# 1975 Sears Craftsman catalog pictures!



## BelarusBulldog

Scanned these pages from an old 1975 Sears catalog ( Canada ) that I have been saving. If you want to read the writing, save the pictures to your computer and enlarge them. Note the prices and quality of some items! Enjoy Bye


----------



## wjjones

That is cool Thankyou for sharing!..


----------



## Hoodoo Valley

Indeed! All American made and built too! Look at those prices.


----------



## Hoodoo Valley

Look at all those open belts with no guards!


----------



## Thomas

Prices haven't really gone up all that much over years...not bad.

"Look at all those open belts with no guards! "

TB..and we drink from garden hose rode our bike fast as we could w/no protection..we're still here.


----------



## wjjones

Thomas said:


> Prices haven't really gone up all that much over years...not bad.
> 
> "Look at all those open belts with no guards! "
> 
> TB..and we drink from garden hose rode our bike fast as we could w/no protection..we're still here.



All part of growing up a skinned knee, and doing stupid stuff that could have killed us, and as you said Thomas we are still here. But anyway I wish they built them like this today!..


----------



## dangeroustoys56

Man- i like that ST16 twin tractor - thats back when you had the buy the deck separate - heck i paid $2000 for my brand new '92 white LT12 tractor . 

$60 for a 3 point hitch? You cant touch em for under $400 today.

Well- the 'open belt' design was back when people didnt stick thier hands in it intentionally with it running - i rode my bikes w/o helmits back in the day - ride my mini bike everywhere ( with a helmit) - even tried (eventually did it) attempted to climb a giant stone pile in the local gravel pit with the mini bike - i fell down the pile more times then i remember - couldve broke more then my shift lever.

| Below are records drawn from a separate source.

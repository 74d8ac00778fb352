use slovo_core::{Aspect, Imperative, ParticipleKind, Participles, PastTense, Person, PersonTable};

use crate::stress::{self, ends_in_vowel, mark_stress, remove_stress, strip_letters};

/// Compound future auxiliary (быть), stressed on the first vowel
const FUTURE_AUXILIARY: [(Person, &str); 6] = [
    (Person::FirstSingular, "буду"),
    (Person::SecondSingular, "будешь"),
    (Person::ThirdSingular, "будет"),
    (Person::FirstPlural, "будем"),
    (Person::SecondPlural, "будете"),
    (Person::ThirdPlural, "будут"),
];

/// -чь roots whose past stem ends in к (печь → пёк); every other -чь verb takes г
const VELAR_K_ROOTS: [&str; 5] = ["печь", "сечь", "течь", "влечь", "толочь"];

/// Russian verb conjugation
///
/// Derives past, future, imperative and participles from the infinitive
/// plus whatever present-tense forms the dataset supplies. Irregular stems
/// are not derived; callers pass them in.
pub struct VerbConjugator;

impl VerbConjugator {
    pub fn new() -> Self {
        Self
    }

    /// Past tense by gender/number.
    ///
    /// `stem` overrides the rule stem for irregular verbs (шё for идти). For
    /// reflexive verbs it is the stem without -ся. Returns None when there
    /// is no stem to build on.
    pub fn past_tense(&self, infinitive: &str, stem: Option<&str>) -> Option<PastTense> {
        let (base, reflexive) = split_reflexive(infinitive);

        let stem = match stem {
            Some(stem) => stem.to_string(),
            None => self.past_stem(base)?,
        };
        if stem.is_empty() {
            return None;
        }

        // Consonant stems drop the masculine -л: мог, нёс
        let masc_ending = if ends_in_vowel(&stem) { "л" } else { "" };

        let forms = PastTense {
            masc: format!("{stem}{masc_ending}"),
            fem: format!("{stem}ла"),
            neut: format!("{stem}ло"),
            plural: format!("{stem}ли"),
        };

        if !reflexive {
            return Some(forms);
        }

        Some(PastTense {
            masc: attach_reflexive(&forms.masc),
            fem: attach_reflexive(&forms.fem),
            neut: attach_reflexive(&forms.neut),
            plural: attach_reflexive(&forms.plural),
        })
    }

    /// Rule past stem of a non-reflexive infinitive
    fn past_stem(&self, infinitive: &str) -> Option<String> {
        let clean = remove_stress(infinitive);
        if clean.is_empty() {
            return None;
        }

        // -ть (делать → дела), -ти (нести → нес)
        if clean.ends_with("ть") || clean.ends_with("ти") {
            return Some(strip_letters(infinitive, 2).to_string());
        }

        // -чь restores the velar: мочь → мог, печь → пек
        if clean.ends_with("чь") {
            let velar = if VELAR_K_ROOTS.iter().any(|root| clean.ends_with(root)) {
                'к'
            } else {
                'г'
            };
            return Some(format!("{}{}", strip_letters(infinitive, 2), velar));
        }

        tracing::debug!("No infinitive ending on {}, using it as the past stem", infinitive);
        Some(infinitive.to_string())
    }

    /// Future tense by person.
    ///
    /// Imperfective: буду + infinitive. Perfective: the supplied present
    /// table as is (simple future), empty if none was supplied.
    pub fn future_tense(
        &self,
        infinitive: &str,
        aspect: Aspect,
        present: Option<&PersonTable>,
    ) -> PersonTable {
        match aspect {
            Aspect::Imperfective => {
                if infinitive.is_empty() {
                    return PersonTable::new();
                }
                FUTURE_AUXILIARY
                    .iter()
                    .map(|(person, aux)| (*person, format!("{} {}", mark_stress(aux, 1), infinitive)))
                    .collect()
            }
            Aspect::Perfective => match present {
                Some(table) => table.clone(),
                None => {
                    tracing::debug!("No simple future forms for perfective {}", infinitive);
                    PersonTable::new()
                }
            },
        }
    }

    /// Imperative from the ты and они forms.
    ///
    /// First match wins:
    /// 1. vowel stem, 1st conjugation: -й / -йте (читай)
    /// 2. 2nd conjugation or stressed ending: -и́ / -и́те (говори)
    /// 3. otherwise: -ь / -ьте (режь)
    pub fn imperative(&self, present_2sg: &str, present_3pl: &str) -> Option<Imperative> {
        if present_2sg.trim().is_empty() || present_3pl.trim().is_empty() {
            return None;
        }

        let (form_2sg, reflexive) = split_reflexive(present_2sg.trim());
        let (form_3pl, _) = split_reflexive(present_3pl.trim());
        let clean_2sg = remove_stress(form_2sg);
        let clean_3pl = remove_stress(form_3pl);

        let second_conjugation = clean_2sg.ends_with("ишь")
            || clean_3pl.ends_with("ят")
            || clean_3pl.ends_with("ат");

        let stem = if second_conjugation && clean_2sg.ends_with("ишь") {
            strip_letters(form_2sg, 3)
        } else if ["ут", "ют", "ат", "ят"]
            .iter()
            .any(|ending| clean_3pl.ends_with(ending))
        {
            strip_letters(form_3pl, 2)
        } else {
            form_3pl
        };

        if stem.is_empty() {
            return None;
        }

        let (singular, plural) = if ends_in_vowel(stem) && !second_conjugation {
            (format!("{stem}й"), format!("{stem}йте"))
        } else if second_conjugation || stress::is_final_vowel_stressed(form_2sg) {
            // Keep a stem mark from the dataset rather than adding a second one
            if stress::has_stress(stem) {
                (format!("{stem}и"), format!("{stem}ите"))
            } else {
                (
                    format!("{stem}{}", mark_stress("и", 1)),
                    format!("{stem}{}", mark_stress("ите", 1)),
                )
            }
        } else {
            (format!("{stem}ь"), format!("{stem}ьте"))
        };

        if reflexive {
            return Some(Imperative {
                singular: attach_reflexive(&singular),
                plural: attach_reflexive(&plural),
            });
        }

        Some(Imperative { singular, plural })
    }

    /// Participles that apply to this verb; the rest are left out
    pub fn participles(
        &self,
        infinitive: &str,
        aspect: Aspect,
        present: Option<&PersonTable>,
        past_stem: Option<&str>,
    ) -> Participles {
        let mut participles = Participles::new();

        let (base, reflexive) = split_reflexive(infinitive);
        let clean_inf = remove_stress(base);
        let stem = match past_stem {
            Some(stem) => Some(stem.to_string()),
            None => self.past_stem(base),
        };
        let clean_stem = stem.map(|s| remove_stress(&s)).unwrap_or_default();

        let finish = |form: String| {
            if reflexive {
                format!("{form}ся")
            } else {
                form
            }
        };

        // читать → читавший, мочь → могший
        if !clean_stem.is_empty() {
            let suffix = if ends_in_vowel(&clean_stem) { "вший" } else { "ший" };
            participles.insert(
                ParticipleKind::PastActive,
                finish(format!("{clean_stem}{suffix}")),
            );
        }

        if aspect == Aspect::Imperfective {
            if let Some(table) = present {
                // читают → читающий, говорят → говорящий
                if let Some(form_3pl) = table.get(&Person::ThirdPlural) {
                    let (form_3pl, _) = split_reflexive(form_3pl);
                    let clean_3pl = remove_stress(form_3pl);
                    let suffix = [("ут", "ущий"), ("ют", "ющий"), ("ат", "ащий"), ("ят", "ящий")]
                        .into_iter()
                        .find(|(ending, _)| clean_3pl.ends_with(ending));
                    if let Some((_, suffix)) = suffix {
                        let stem = strip_letters(&clean_3pl, 2);
                        participles.insert(
                            ParticipleKind::PresentActive,
                            finish(format!("{stem}{suffix}")),
                        );
                    }
                }

                // читаем → читаемый; reflexive verbs have no passive
                if let Some(form_1pl) = table.get(&Person::FirstPlural) {
                    let clean_1pl = remove_stress(form_1pl);
                    let transitive_shape = ["ем", "ём", "им"]
                        .iter()
                        .any(|ending| clean_1pl.ends_with(ending));
                    if transitive_shape && !reflexive {
                        participles.insert(ParticipleKind::PresentPassive, format!("{clean_1pl}ый"));
                    }
                }
            }
        }

        if aspect == Aspect::Perfective && !reflexive && !clean_stem.is_empty() {
            // прочитать → прочитанный, построить → построенный, увидеть → увиденный
            let past_passive = if clean_inf.ends_with("ать") || clean_inf.ends_with("еть") {
                Some(format!("{clean_stem}нный"))
            } else if clean_inf.ends_with("ить") {
                let stem = clean_stem.strip_suffix('и').unwrap_or(&clean_stem);
                Some(format!("{stem}енный"))
            } else {
                None
            };
            if let Some(form) = past_passive {
                participles.insert(ParticipleKind::PastPassive, form);
            }
        }

        participles
    }
}

/// Split a trailing -ся/-сь off a verb form
fn split_reflexive(word: &str) -> (&str, bool) {
    let clean = remove_stress(word);
    if clean.chars().count() > 2 && (clean.ends_with("ся") || clean.ends_with("сь")) {
        (strip_letters(word, 2), true)
    } else {
        (word, false)
    }
}

/// -ся after a consonant, -сь after a vowel: учился, училась, учись
fn attach_reflexive(form: &str) -> String {
    if ends_in_vowel(form) {
        format!("{form}сь")
    } else {
        format!("{form}ся")
    }
}
use std::fmt;
use std::str::FromStr;
use crate::error::ModeError;

pub const LAPTOP_OUTPUT: &str = "eDP-1";
pub const EXTERNAL_OUTPUT: &str = "DP-1";
pub const LAPTOP_WIDTH: u32 = 1920;

/// Display arrangement applied to the laptop panel and the external monitor.
#[derive(Debug, Clone, Copy, Default, PartialEq, Eq, Hash)]
pub enum Mode {
    #[default]
    Mirror,
    Extend,
    External,
    Laptop,
}

impl Mode {
    /// Order used by `cycle`, wrapping from the last entry back to the first.
    pub const CYCLE: [Mode; 4] = [Mode::Mirror, Mode::Extend, Mode::External, Mode::Laptop];

    pub fn as_str(&self) -> &'static str {
        match self {
            Mode::Mirror => "mirror",
            Mode::Extend => "extend",
            Mode::External => "external",
            Mode::Laptop => "laptop",
        }
    }

    pub fn next(self) -> Mode {
        let index = Self::CYCLE
            .iter()
            .position(|mode| *mode == self)
            .unwrap_or(0);
        Self::CYCLE[(index + 1) % Self::CYCLE.len()]
    }

    /// Directives for both outputs in this mode.
    pub fn layout(&self, display: &DisplayLayout) -> OutputLayout {
        let origin = Directive::enable(display.resolution, 0, 0);

        let (laptop, external) = match self {
            Mode::Mirror => (origin, origin),
            Mode::Extend => (
                origin,
                Directive::enable(display.resolution, display.laptop_width, 0),
            ),
            Mode::External => (Directive::Disable, origin),
            Mode::Laptop => (origin, Directive::Disable),
        };

        OutputLayout { laptop, external }
    }
}

impl fmt::Display for Mode {
    fn fmt(&self, f: &mut fmt::Formatter<'_>) -> fmt::Result {
        f.write_str(self.as_str())
    }
}

impl FromStr for Mode {
    type Err = ModeError;

    fn from_str(token: &str) -> Result<Self, Self::Err> {
        Self::CYCLE
            .into_iter()
            .find(|mode| mode.as_str() == token)
            .ok_or_else(|| ModeError::Unknown {
                token: token.to_string(),
            })
    }
}

#[derive(Debug, Clone, Copy, PartialEq, Eq)]
pub struct Resolution {
    pub width: u32,
    pub height: u32,
}

impl Resolution {
    pub const fn new(width: u32, height: u32) -> Self {
        Self { width, height }
    }
}

impl Default for Resolution {
    fn default() -> Self {
        Self::new(1920, 1080)
    }
}

impl fmt::Display for Resolution {
    fn fmt(&self, f: &mut fmt::Formatter<'_>) -> fmt::Result {
        write!(f, "{}x{}", self.width, self.height)
    }
}

impl FromStr for Resolution {
    type Err = String;

    // Accepts "1920x1080"; both dimensions must be positive.
    fn from_str(value: &str) -> Result<Self, Self::Err> {
        let (width, height) = value
            .trim()
            .split_once('x')
            .ok_or_else(|| format!("expected WIDTHxHEIGHT, got {:?}", value))?;

        let width: u32 = width
            .parse()
            .map_err(|_| format!("invalid width in {:?}", value))?;
        let height: u32 = height
            .parse()
            .map_err(|_| format!("invalid height in {:?}", value))?;

        if width == 0 || height == 0 {
            return Err(format!("resolution must be non-zero, got {:?}", value));
        }

        Ok(Self::new(width, height))
    }
}

/// A single sway `output` configuration fragment.
#[derive(Debug, Clone, Copy, PartialEq, Eq)]
pub enum Directive {
    Enable { resolution: Resolution, x: u32, y: u32 },
    Disable,
}

impl Directive {
    pub fn enable(resolution: Resolution, x: u32, y: u32) -> Self {
        Directive::Enable { resolution, x, y }
    }

    pub fn is_disable(&self) -> bool {
        matches!(self, Directive::Disable)
    }

    pub fn position(&self) -> Option<(u32, u32)> {
        match self {
            Directive::Enable { x, y, .. } => Some((*x, *y)),
            Directive::Disable => None,
        }
    }
}

impl fmt::Display for Directive {
    fn fmt(&self, f: &mut fmt::Formatter<'_>) -> fmt::Result {
        match self {
            Directive::Enable { resolution, x, y } => {
                write!(f, "enable mode {} position {} {}", resolution, x, y)
            }
            Directive::Disable => f.write_str("disable"),
        }
    }
}

#[derive(Debug, Clone, Copy, PartialEq, Eq)]
pub struct OutputLayout {
    pub laptop: Directive,
    pub external: Directive,
}

/// Fixed parameters of the two-output setup.
#[derive(Debug, Clone, PartialEq, Eq)]
pub struct DisplayLayout {
    pub laptop_output: String,
    pub external_output: String,
    pub resolution: Resolution,
    pub laptop_width: u32,
}

impl DisplayLayout {
    /// The multi-line command passed to `swaymsg -q`.
    pub fn output_command(&self, layout: &OutputLayout) -> String {
        format!(
            "output {} {}\noutput {} {}\n",
            self.laptop_output, layout.laptop, self.external_output, layout.external
        )
    }
}

impl Default for DisplayLayout {
    fn default() -> Self {
        Self {
            laptop_output: LAPTOP_OUTPUT.to_string(),
            external_output: EXTERNAL_OUTPUT.to_string(),
            resolution: Resolution::default(),
            laptop_width: LAPTOP_WIDTH,
        }
    }
}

Even recently ( about 2 years ago) i ran my lawntractor up a tree while running down in the swamp behind the folks house - i landed in a few inches of mud luckily. No the deck wasnt on it - needed ground clearance.


----------



## wjjones

dangeroustoys56 said:


> Man- i like that ST16 twin tractor - thats back when you had the buy the deck separate - heck i paid $2000 for my brand new '92 white LT12 tractor .
> 
> $60 for a 3 point hitch? You cant touch em for under $400 today.
> 
> Well- the 'open belt' design was back when people didnt stick thier hands in it intentionally with it running - i rode my bikes w/o helmits back in the day - ride my mini bike everywhere ( with a helmit) - even tried (eventually did it) attempted to climb a giant stone pile in the local gravel pit with the mini bike - i fell down the pile more times then i remember - couldve broke more then my shift lever.
> 
> Even recently ( about 2 years ago) i ran my lawntractor up a tree while running down in the swamp behind the folks house - i landed in a few inches of mud luckily. No the deck wasnt on it - needed ground clearance.



Your head broke your fall didnt it!...


----------



## HickoryNut

That is groovy! Brings back some memories. Thanks Belarus


----------



## Grateful11

That ST/16 Twin is sweet. My late Dad has a 12 Suburban, same design, it was built like a tank.


----------



## paulrk1

You wouldn't happen to have a page from the catalog with a snow plow?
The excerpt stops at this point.